#[cfg(test)]
mod tests {
    use super::*;
    use std::cell::Cell;

    fn peak_at_20_60(short: usize, long: usize, _: Criterion) -> f64 {
        -((short as f64 - 20.0).powi(2) + (long as f64 - 60.0).powi(2))
    }

    fn config(population_size: usize, generations: usize) -> GaConfig {
        GaConfig {
            population_size,
            generations,
            ..GaConfig::default()
        }
    }

    #[test]
    fn sanitize_falls_back_to_safe_values() {
        let c = GaConfig {
            population_size: 1,
            tournament_size: 0,
            crossover_rate: 1.5,
            mutation_rate: f64::NAN,
            bounds: PeriodBounds::new(0, 2, 5),
            ..GaConfig::default()
        }
        .sanitized();
        assert_eq!(c.population_size, 2);
        assert_eq!(c.tournament_size, 1);
        assert_eq!(c.crossover_rate, 1.0);
        assert_eq!(c.mutation_rate, 0.1);
        assert_eq!(c.bounds, PeriodBounds::new(1, 6, 5));

        let odd = GaConfig {
            population_size: 7,
            ..GaConfig::default()
        }
        .sanitized();
        assert_eq!(odd.population_size, 8);
        assert_eq!(odd.tournament_size, 5);

        let huge = GaConfig {
            population_size: usize::MAX,
            bounds: PeriodBounds::new(5, 200, usize::MAX),
            ..GaConfig::default()
        }
        .sanitized();
        assert_eq!(huge.population_size, usize::MAX - 1);
        assert!(huge.bounds.is_feasible());
    }

    #[test]
    fn deadline_out_of_clock_range_never_fires() {
        assert!(!Deadline::after(Duration::MAX).should_stop());
        assert!(!Deadline::after(Duration::from_secs(u64::MAX)).should_stop());
        assert!(Deadline::after(Duration::ZERO).should_stop());
    }

    #[test]
    fn run_starts_from_the_population_built_by_new() {
        let eval = peak_at_20_60;
        let mut ga = GeneticOptimizer::new(config(10, 5), &eval, StdRng::seed_from_u64(13));
        let initial: Vec<(usize, usize)> = ga.population().iter().map(|c| c.periods()).collect();
        let outcome = ga.run(&AtomicBool::new(true));
        let evaluated: Vec<(usize, usize)> = ga.population().iter().map(|c| c.periods()).collect();
        assert_eq!(evaluated, initial);
        assert_eq!(outcome.generations_completed, 0);
        assert!(ga.population().iter().all(|c| c.fitness().is_some()));
    }

    #[test]
    fn second_parent_is_redrawn_away_from_the_first() {
        let eval = |s: usize, l: usize, _: Criterion| (s * 1000 + l) as f64;
        let cfg = GaConfig {
            tournament_size: 3,
            ..config(20, 1)
        };
        let mut ga = GeneticOptimizer::new(cfg, &eval, StdRng::seed_from_u64(17));
        ga.evaluate();

        let draws = 500;
        let single_draw_repeats = (0..draws)
            .filter(|_| ga.tournament_select() == ga.tournament_select())
            .count();
        let parent_repeats = (0..draws)
            .filter(|_| {
                let (a, b) = ga.select_parents();
                a == b
            })
            .count();
        assert!(single_draw_repeats > 10, "{single_draw_repeats}");
        assert_eq!(parent_repeats, 0);
    }

    #[test]
    fn full_tournament_pairs_the_best_with_itself() {
        let eval = |s: usize, l: usize, _: Criterion| (s * 1000 + l) as f64;
        let cfg = GaConfig {
            tournament_size: 8,
            ..config(8, 1)
        };
        let mut ga = GeneticOptimizer::new(cfg, &eval, StdRng::seed_from_u64(19));
        ga.evaluate();
        let best = ga.tournament_select();
        for _ in 0..5 {
            assert_eq!(ga.select_parents(), (best, best));
        }
    }

    #[test]
    fn initial_population_is_valid_and_best_is_worst() {
        let eval = peak_at_20_60;
        let ga = GeneticOptimizer::new(config(10, 1), &eval, StdRng::seed_from_u64(1));
        assert_eq!(ga.population().len(), 10);
        assert!(ga.population().iter().all(|c| c.is_valid()));
        assert_eq!(ga.best().fitness(), Some(f64::MIN));
    }

    #[test]
    fn full_tournament_returns_population_best() {
        for criterion in [Criterion::NetProfit, Criterion::MaxDrawdown] {
            let eval = |s: usize, l: usize, _: Criterion| (s * 1000 + l) as f64;
            let cfg = GaConfig {
                tournament_size: 50,
                criterion,
                ..config(12, 1)
            };
            let mut ga = GeneticOptimizer::new(cfg, &eval, StdRng::seed_from_u64(3));
            ga.evaluate();
            let expected = (0..12)
                .reduce(|b, i| {
                    let (fi, fb) = (
                        criterion.fitness_of(&ga.population[i]),
                        criterion.fitness_of(&ga.population[b]),
                    );
                    if criterion.is_better(fi, fb) { i } else { b }
                })
                .unwrap();
            for _ in 0..20 {
                let pick = ga.tournament_select();
                assert_eq!(
                    criterion.fitness_of(&ga.population[pick]),
                    criterion.fitness_of(&ga.population[expected])
                );
            }
        }
    }

    #[test]
    fn small_tournament_favours_fitter_members() {
        let eval = |s: usize, _: usize, _: Criterion| s as f64;
        let cfg = GaConfig {
            tournament_size: 3,
            ..config(20, 1)
        };
        let mut ga = GeneticOptimizer::new(cfg, &eval, StdRng::seed_from_u64(8));
        ga.evaluate();
        let mean: f64 = ga.population.iter().map(|c| c.short_period() as f64).sum::<f64>() / 20.0;
        let picked: f64 = (0..200)
            .map(|_| {
                let i = ga.tournament_select();
                ga.population[i].short_period() as f64
            })
            .sum::<f64>()
            / 200.0;
        assert!(picked > mean);
    }

    #[test]
    fn breed_with_full_crossover_swaps_long_genes() {
        let eval = peak_at_20_60;
        let cfg = GaConfig {
            crossover_rate: 1.0,
            ..config(4, 1)
        };
        let mut ga = GeneticOptimizer::new(cfg, &eval, StdRng::seed_from_u64(2));
        let bounds = ga.config().bounds;
        let a = Chromosome::with_periods(bounds, 10, 90);
        let b = Chromosome::with_periods(bounds, 40, 150);
        for _ in 0..10 {
            let (ca, cb) = ga.breed(&a, &b);
            assert_eq!(ca.periods(), (10, 150));
            assert_eq!(cb.periods(), (40, 90));
        }
    }

    #[test]
    fn breed_without_crossover_copies_parents() {
        let eval = peak_at_20_60;
        let cfg = GaConfig {
            crossover_rate: 0.0,
            ..config(4, 1)
        };
        let mut ga = GeneticOptimizer::new(cfg, &eval, StdRng::seed_from_u64(2));
        let bounds = ga.config().bounds;
        let mut a = Chromosome::with_periods(bounds, 10, 90);
        a.set_fitness(4.0);
        let b = Chromosome::with_periods(bounds, 40, 150);
        let (ca, cb) = ga.breed(&a, &b);
        assert_eq!(ca.periods(), a.periods());
        assert_eq!(cb.periods(), b.periods());
        assert_eq!(ca.fitness(), None);
    }

    #[test]
    fn evolve_replaces_population_with_unevaluated_valid_children() {
        let eval = peak_at_20_60;
        let cfg = GaConfig {
            mutation_rate: 0.5,
            ..config(10, 1)
        };
        let mut ga = GeneticOptimizer::new(cfg, &eval, StdRng::seed_from_u64(4));
        ga.evaluate();
        ga.evolve();
        assert_eq!(ga.generation(), 1);
        assert_eq!(ga.population().len(), 10);
        assert!(ga.population().iter().all(|c| c.is_valid() && c.fitness().is_none()));
    }

    #[test]
    fn evolve_without_variation_only_reuses_parent_pairs() {
        let eval = peak_at_20_60;
        let cfg = GaConfig {
            crossover_rate: 0.0,
            mutation_rate: 0.0,
            ..config(10, 1)
        };
        let mut ga = GeneticOptimizer::new(cfg, &eval, StdRng::seed_from_u64(6));
        ga.evaluate();
        let parents: Vec<(usize, usize)> = ga.population().iter().map(|c| c.periods()).collect();
        ga.evolve();
        assert!(ga.population().iter().all(|c| parents.contains(&c.periods())));
    }

    #[test]
    fn best_ever_is_monotone() {
        for criterion in [Criterion::NetProfit, Criterion::MaxDrawdown] {
            let eval = |s: usize, l: usize, c: Criterion| {
                let v = ((s * 7919 + l * 104_729) % 1000) as f64;
                if c == Criterion::MaxDrawdown { v } else { -v }
            };
            let cfg = GaConfig {
                criterion,
                ..config(10, 15)
            };
            let mut ga = GeneticOptimizer::new(cfg, &eval, StdRng::seed_from_u64(12));
            let outcome = ga.run(&NeverStop);
            assert_eq!(outcome.history.len(), 16);
            for w in outcome.history.windows(2) {
                assert!(!criterion.is_better(w[0].best_ever_fitness, w[1].best_ever_fitness));
            }
            assert_eq!(
                outcome.best_fitness(),
                outcome.history.last().unwrap().best_ever_fitness
            );
        }
    }

    #[test]
    fn converges_towards_the_optimum() {
        let eval = peak_at_20_60;
        let cfg = GaConfig {
            bounds: PeriodBounds::new(5, 100, 5),
            ..config(30, 40)
        };
        let mut ga = GeneticOptimizer::new(cfg, &eval, StdRng::seed_from_u64(21));
        let outcome = ga.run(&NeverStop);
        let (s, l) = outcome.best.periods();
        assert!(s.abs_diff(20) <= 8 && l.abs_diff(60) <= 8, "({s}, {l})");
        assert!(!outcome.interrupted);
        assert_eq!(outcome.generations_completed, 40);
    }

    #[test]
    fn stop_signal_ends_run_between_generations() {
        let eval = peak_at_20_60;
        let polls = Cell::new(0);
        let stop = StopWhen(|| {
            polls.set(polls.get() + 1);
            polls.get() > 3
        });
        let mut ga = GeneticOptimizer::new(config(10, 50), &eval, StdRng::seed_from_u64(1));
        let outcome = ga.run(&stop);
        assert!(outcome.interrupted);
        assert_eq!(outcome.generations_completed, 3);
        assert_eq!(outcome.history.len(), 4);
        assert!(outcome.best.is_valid());
        assert!(outcome.best_fitness() > f64::MIN);
    }

    #[test]
    fn atomic_flag_stops_before_first_evolution() {
        let eval = peak_at_20_60;
        let flag = AtomicBool::new(true);
        let mut ga = GeneticOptimizer::new(config(4, 10), &eval, StdRng::seed_from_u64(1));
        let outcome = ga.run(&flag);
        assert!(outcome.interrupted);
        assert_eq!(outcome.generations_completed, 0);
    }

    #[test]
    fn cache_skips_repeat_evaluations() {
        let calls = Cell::new(0_usize);
        let eval = |s: usize, l: usize, c: Criterion| {
            calls.set(calls.get() + 1);
            peak_at_20_60(s, l, c)
        };
        let cfg = GaConfig {
            bounds: PeriodBounds::new(5, 12, 5),
            ..config(10, 5)
        };
        let mut ga = GeneticOptimizer::new(cfg, &eval, StdRng::seed_from_u64(2));
        let outcome = ga.run(&NeverStop);
        assert_eq!(outcome.evaluations, calls.get());
        assert!(calls.get() <= 6);
        assert_eq!(outcome.evaluations + outcome.cache_hits, 60);
    }

    #[test]
    fn degraded_candidates_never_become_best() {
        let eval = |s: usize, _: usize, _: Criterion| if s % 2 == 0 { f64::NAN } else { s as f64 };
        let mut ga = GeneticOptimizer::new(config(10, 5), &eval, StdRng::seed_from_u64(9));
        let outcome = ga.run(&NeverStop);
        assert_eq!(outcome.best.short_period() % 2, 1);
        assert!(outcome.best_fitness().is_finite());
    }
}
pub const SCHEMA: &str = r#"
-- pull_feeds: one row per authored item, read at timeline time
CREATE TABLE IF NOT EXISTS pull_feeds (
    id INTEGER PRIMARY KEY,
    author_id INTEGER NOT NULL,
    item_type INTEGER NOT NULL,
    item_id INTEGER NOT NULL,
    content_summary TEXT NOT NULL DEFAULT '',
    status INTEGER NOT NULL DEFAULT 0,
    created_at INTEGER NOT NULL,
    updated_at INTEGER NOT NULL,
    UNIQUE(author_id, item_type, item_id)
);

CREATE INDEX IF NOT EXISTS idx_pull_author_status_id ON pull_feeds(author_id, status, id);
CREATE INDEX IF NOT EXISTS idx_pull_author_status_created ON pull_feeds(author_id, status, created_at DESC, id DESC);
CREATE INDEX IF NOT EXISTS idx_pull_status_id ON pull_feeds(status, id);

-- push_feeds: one row per (recipient, item) written at fan-out time
CREATE TABLE IF NOT EXISTS push_feeds (
    id INTEGER PRIMARY KEY,
    feed_id INTEGER NOT NULL,
    recipient_id INTEGER NOT NULL,
    author_id INTEGER NOT NULL,
    item_type INTEGER NOT NULL,
    item_id INTEGER NOT NULL,
    content_summary TEXT NOT NULL DEFAULT '',
    status INTEGER NOT NULL DEFAULT 0,
    created_at INTEGER NOT NULL,
    updated_at INTEGER NOT NULL,
    UNIQUE(recipient_id, item_type, item_id)
);

CREATE INDEX IF NOT EXISTS idx_push_recipient_status_id ON push_feeds(recipient_id, status, id);
CREATE INDEX IF NOT EXISTS idx_push_recipient_status_created ON push_feeds(recipient_id, status, created_at DESC, feed_id DESC);
CREATE INDEX IF NOT EXISTS idx_push_item ON push_feeds(author_id, item_type, item_id);
CREATE INDEX IF NOT EXISTS idx_push_feed_id ON push_feeds(feed_id);
CREATE INDEX IF NOT EXISTS idx_push_status_id ON push_feeds(status, id);

-- follows: social graph edges, newest first when paging
CREATE TABLE IF NOT EXISTS follows (
    follower_id INTEGER NOT NULL,
    followee_id INTEGER NOT NULL,
    created_at INTEGER NOT NULL,
    PRIMARY KEY(follower_id, followee_id)
);

CREATE INDEX IF NOT EXISTS idx_follows_followee_created ON follows(followee_id, created_at DESC);
CREATE INDEX IF NOT EXISTS idx_follows_follower_created ON follows(follower_id, created_at DESC);

-- user_activity: last time each user acted, consulted before fan-out
CREATE TABLE IF NOT EXISTS user_activity (
    user_id INTEGER PRIMARY KEY,
    last_active_at INTEGER NOT NULL
);
"#;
▬▬▬▬▬▬
| What to produce |
Search the entries for "Chromosome" and show every line that has it.

| Result of this task |
        let a = Chromosome::with_periods(bounds, 10, 90);
        let b = Chromosome::with_periods(bounds, 40, 150);
        let mut a = Chromosome::with_periods(bounds, 10, 90);
        let b = Chromosome::with_periods(bounds, 40, 150);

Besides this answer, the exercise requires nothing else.